» **Available records**:
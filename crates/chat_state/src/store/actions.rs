//! Store actions - Every mutation a page can dispatch into the store

use chat_core::{Conversation, Message};
use serde::{Deserialize, Serialize};

use super::connection::ConnectionStatus;

/// Which container an action mutates.
#[derive(Debug, Clone, Copy, PartialEq, Eq, Serialize, Deserialize)]
#[serde(rename_all = "snake_case")]
pub enum Container {
    Chat,
    Connection,
    Ui,
}

/// Defines the mutations that can be applied to the store.
#[derive(Debug, Clone, PartialEq, Serialize, Deserialize)]
#[serde(tag = "type", content = "payload", rename_all = "snake_case")]
pub enum StoreAction {
    // ========== Chat ==========
    /// Replace the whole conversation list.
    SetChats(Vec<Conversation>),

    /// Put a conversation at the top of the list.
    AddChat(Conversation),

    /// Make the given conversation id the active one.
    SetActiveChat(String),

    /// Replace the message log.
    SetMessages(Vec<Message>),

    /// Append one message to the log.
    AddMessage(Message),

    ClearMessages,

    // ========== Connection ==========
    SetConnectionStatus(ConnectionStatus),

    SetIsSending(bool),

    MarkConnected,

    MarkDisconnected,

    MarkConnecting,

    // ========== UI ==========
    SetIsSidebarOpen(bool),

    ToggleSidebar,

    SetShowNewChatModal(bool),

    /// Update the draft title in the new-chat modal.
    SetNewChatName(String),

    /// Hide the modal and clear its draft.
    ResetNewChatModal,
}

impl StoreAction {
    pub fn container(&self) -> Container {
        match self {
            Self::SetChats(_)
            | Self::AddChat(_)
            | Self::SetActiveChat(_)
            | Self::SetMessages(_)
            | Self::AddMessage(_)
            | Self::ClearMessages => Container::Chat,
            Self::SetConnectionStatus(_)
            | Self::SetIsSending(_)
            | Self::MarkConnected
            | Self::MarkDisconnected
            | Self::MarkConnecting => Container::Connection,
            Self::SetIsSidebarOpen(_)
            | Self::ToggleSidebar
            | Self::SetShowNewChatModal(_)
            | Self::SetNewChatName(_)
            | Self::ResetNewChatModal => Container::Ui,
        }
    }

    /// Stable name used in logs and the dispatch history.
    pub fn name(&self) -> &'static str {
        match self {
            Self::SetChats(_) => "set_chats",
            Self::AddChat(_) => "add_chat",
            Self::SetActiveChat(_) => "set_active_chat",
            Self::SetMessages(_) => "set_messages",
            Self::AddMessage(_) => "add_message",
            Self::ClearMessages => "clear_messages",
            Self::SetConnectionStatus(_) => "set_connection_status",
            Self::SetIsSending(_) => "set_is_sending",
            Self::MarkConnected => "mark_connected",
            Self::MarkDisconnected => "mark_disconnected",
            Self::MarkConnecting => "mark_connecting",
            Self::SetIsSidebarOpen(_) => "set_is_sidebar_open",
            Self::ToggleSidebar => "toggle_sidebar",
            Self::SetShowNewChatModal(_) => "set_show_new_chat_modal",
            Self::SetNewChatName(_) => "set_new_chat_name",
            Self::ResetNewChatModal => "reset_new_chat_modal",
        }
    }
}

» **Task directions**:
In the listing above, find each line with the word "ResetNewChatModal" and copy it out.

» **Response to the task**:
    ResetNewChatModal,
            | Self::ResetNewChatModal => Container::Ui,
            Self::ResetNewChatModal => "reset_new_chat_modal",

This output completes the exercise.